There is, however, no exact number of how many American residents are being held, US-based media house CNN reported, adding that there were "a few".
A US official said he had a new, unconfirmed report about a California man whose father, a legal US resident, had not been heard from since returning to Xinjiang.
"He had legal status being here, travelled back to Xinjiang after being here with his son in California. And then has not been heard from since. And he's deeply concerned about whether, what his treatment is. He has a number of chronic illnesses, he's a 75-year-old man and an intellectual," Ambassador at Large for International Religious Freedom Sam Brownback said.
"Entire villages are being encased and people limited on their movement in and out, of the villages in that region that's occurring as well. The situation continues and in some cases appears to be escalating, not de-escalating," he added.

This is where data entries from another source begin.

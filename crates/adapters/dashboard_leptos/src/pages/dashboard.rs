//! The dashboard page: server cards, service badges, settings viewer.
//!
//! The page owns one [`DashboardSession`] for its lifetime. Polling starts on
//! mount; the [`ViewHandle`](aini_app::services::poll_scheduler::ViewHandle)
//! is dropped on cleanup, which stops the ticker and discards any response
//! still in flight.

use leptos::logging::warn;
use leptos::prelude::*;
use leptos::task::spawn_local;

use aini_app::services::action_dispatcher::ActionDispatcher;
use aini_app::services::poll_scheduler::{POLL_INTERVAL, PollScheduler};
use aini_app::services::status_client::StatusClient;
use aini_app::session::{DashboardSession, DashboardState};
use aini_domain::action::ServerAction;
use aini_domain::server::ServerKind;
use aini_domain::service::ServiceKind;
use aini_domain::settings::STATIC_ENDPOINTS;
use aini_domain::time::clock_label;

use crate::api::GlooStatusApi;
use crate::components::{Notification, ServerCard, ServiceBadge, SettingsDialog, Spinner};
use crate::runtime::TimeoutTicker;

#[component]
pub fn Dashboard() -> impl IntoView {
    let state = RwSignal::new(DashboardState::default());
    let session = DashboardSession::new();
    session.on_change(move |next| state.set(next.clone()));

    let client = StatusClient::new(GlooStatusApi);
    let scheduler = PollScheduler::new(client.clone(), session.clone());
    let dispatcher = StoredValue::new_local(ActionDispatcher::new(client, session));

    let (handle, task) = scheduler.activate(TimeoutTicker::new(POLL_INTERVAL));
    spawn_local(task);
    let handle = StoredValue::new_local(Some(handle));
    let scheduler = StoredValue::new_local(scheduler);
    on_cleanup(move || {
        if let Some(Some(handle)) = handle.try_update_value(Option::take) {
            handle.deactivate();
        }
    });

    let refreshing = Memo::new(move |_| state.with(DashboardState::is_refreshing));
    let pending = Signal::derive(move || state.with(|s| s.pending_action));
    let last_error = Signal::derive(move || state.with(|s| s.last_error.clone()));
    let last_updated = move || state.with(|s| s.last_updated.map(clock_label));
    let settings = Memo::new(move |_| state.with(|s| s.settings.clone()));
    let (show_settings, set_show_settings) = signal(false);

    let refresh = move |_| {
        if let Some(scheduler) = scheduler.try_get_value() {
            spawn_local(async move {
                if let Err(err) = scheduler.refresh_now().await {
                    warn!("refresh failed: {err}");
                }
            });
        }
    };

    let run_action = move |server: ServerKind, action: ServerAction| {
        if let Some(dispatcher) = dispatcher.try_get_value() {
            spawn_local(async move {
                if let Err(err) = dispatcher.perform_action(server, action).await {
                    warn!("{err}");
                }
            });
        }
    };

    let server = move |kind: ServerKind| {
        Signal::derive(move || state.with(|s| s.status.server(kind).clone()))
    };
    let service = move |kind: ServiceKind| {
        Signal::derive(move || state.with(|s| *s.status.service(kind)))
    };
    let consul_href = STATIC_ENDPOINTS[0].value;

    view! {
        <Notification error=last_error/>

        <div class="toolbar">
            {move || last_updated().map(|at| view! {
                <span class="last-updated">"Last updated: " {at}</span>
            })}
            <button type="button" class="btn-refresh" on:click=refresh disabled=move || refreshing.get()>
                {move || refreshing.get().then(|| view! { <Spinner/> })}
                "Refresh"
            </button>
        </div>

        <section class="server-grid">
            <ServerCard
                kind=ServerKind::App
                server=server(ServerKind::App)
                pending=pending
                on_action=move |action| run_action(ServerKind::App, action)
            />
            <ServerCard
                kind=ServerKind::Gpu
                server=server(ServerKind::Gpu)
                pending=pending
                on_action=move |action| run_action(ServerKind::Gpu, action)
            />
        </section>

        <section>
            <h2>"State Management"</h2>
            <div class="service-grid">
                <ServiceBadge service=service(ServiceKind::Consul) href=consul_href/>
                <ServiceBadge service=service(ServiceKind::S3)/>
            </div>
        </section>

        <section>
            <h2>"Quick Actions"</h2>
            <button type="button" class="btn-quick" on:click=move |_| set_show_settings.set(true)>
                "Settings"
            </button>
        </section>

        {move || {
            show_settings
                .get()
                .then(|| settings.get())
                .flatten()
                .map(|settings| view! {
                    <SettingsDialog settings on_close=move |()| set_show_settings.set(false)/>
                })
        }}
    }
}
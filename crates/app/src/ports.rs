//! Port definitions — traits that adapters implement.
//!
//! Ports are the boundaries between the application core and the outside world.
//! They are defined here (in `app`) so that both the use-case layer and the
//! adapter layer can depend on them without creating circular dependencies.

pub mod status_api;
pub mod ticker;

pub use status_api::StatusApi;
pub use ticker::Ticker;
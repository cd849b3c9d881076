//! Fixed-position error notification.

use leptos::prelude::*;

/// Shows the last recorded error until the next successful poll clears it.
#[component]
pub fn Notification(
    /// The message to display, if any.
    #[prop(into)]
    error: Signal<Option<String>>,
) -> impl IntoView {
    view! {
        <div class="notification-container">
            {move || error.get().map(|message| view! {
                <div class="notification notification-error" role="alert">
                    "Error: " {message}
                </div>
            })}
        </div>
    }
}
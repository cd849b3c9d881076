//! Common error types used across the workspace.
//!
//! Every failure that reaches the dashboard is one of three kinds: the request never got a
//! response ([`FetchError::Transport`]), the response body could not be decoded
//! ([`FetchError::Decode`]), or the backend answered but refused ([`FetchError::Application`]).
//! [`FetchError::ViewClosed`] is raised by the services themselves, never by an adapter.
//! Adapters classify their client errors into these variants; the UI only ever shows the
//! rendered message.

use crate::action::ServerAction;
use crate::server::ServerKind;

/// Failure of a single request against the dashboard API.
#[derive(Debug, Clone, PartialEq, Eq, thiserror::Error)]
pub enum FetchError {
    /// Network failure, timeout or refused connection.
    #[error("request failed: {0}")]
    Transport(String),

    /// The response body was not the expected JSON shape.
    #[error("invalid response: {0}")]
    Decode(String),

    /// The backend answered with `success: false` or a non-2xx status.
    #[error("{0}")]
    Application(String),

    /// The view owning the session was torn down; nothing was requested.
    #[error("dashboard view is closed")]
    ViewClosed,
}

impl FetchError {
    /// Application error for a well-formed body carrying `success: false`.
    #[must_use]
    pub fn rejected(endpoint: &str) -> Self {
        Self::Application(format!("{endpoint} reported failure"))
    }
}

/// Failure of a start/stop command.
#[derive(Debug, Clone, PartialEq, Eq, thiserror::Error)]
pub enum ActionError {
    /// Another action is still in flight; only one runs at a time.
    #[error("cannot {action} {server} server: {pending} {pending_server} server is still in progress")]
    Busy {
        server: ServerKind,
        action: ServerAction,
        pending_server: ServerKind,
        pending: ServerAction,
    },

    /// The dashboard view that issued the action has been torn down.
    #[error("dashboard view is closed")]
    ViewClosed,

    /// The command request itself failed.
    #[error("failed to {action} {server} server: {source}")]
    Request {
        server: ServerKind,
        action: ServerAction,
        #[source]
        source: FetchError,
    },
}
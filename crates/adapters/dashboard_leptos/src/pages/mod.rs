mod dashboard;

pub use dashboard::Dashboard;
//! # aini-app
//!
//! Application layer — dashboard use-cases and **port definitions** (traits).
//!
//! ## Responsibilities
//! - Define **port traits** that adapters must implement (driven/outbound ports):
//!   - `StatusApi` — the three backend calls (status, settings, start/stop)
//!   - `Ticker` — the recurring timer that paces background polling
//! - Own the per-view state container (`DashboardSession`) and its teardown rule
//! - Provide the use-cases the view drives:
//!   - `StatusClient` — fetch and derive server/service state
//!   - `PollScheduler` — initial load, silent 30s refresh, manual refresh
//!   - `ActionDispatcher` — start/stop a server, then resynchronize
//!
//! ## Concurrency model
//! Everything runs on one execution context (the browser event loop, or a tokio
//! `LocalSet` natively). State is `Rc`/`RefCell` based and futures are not `Send`.
//!
//! ## Dependency rule
//! Depends on `aini-domain` only (plus `futures` for cancellation).
//! Never imports adapter crates. Adapters depend on *this* crate, not the reverse.

pub mod ports;
pub mod services;
pub mod session;

#[cfg(test)]
pub(crate) mod testing;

Last year, a report by the US State Department Human Rights estimated that China "arbitrarily detained 8,00,000 to possibly more than two million Uyghurs, ethnic Kazakhs, and other Muslims in internment camps designed to erase religious and ethnic identities".
The State Department on Thursday reiterated its travel advisory for US citizens going to China, warning specifically of "extra security measures in the Xinjiang Uigher Autonomous Region".
The Chinese government has defended these camps as a means of fighting, what they claim is a rising tide of extremism in Xinjiang.
It claimed that the camps are "vocational and educational training centres for counter-terrorism and de-radicalisation purposes".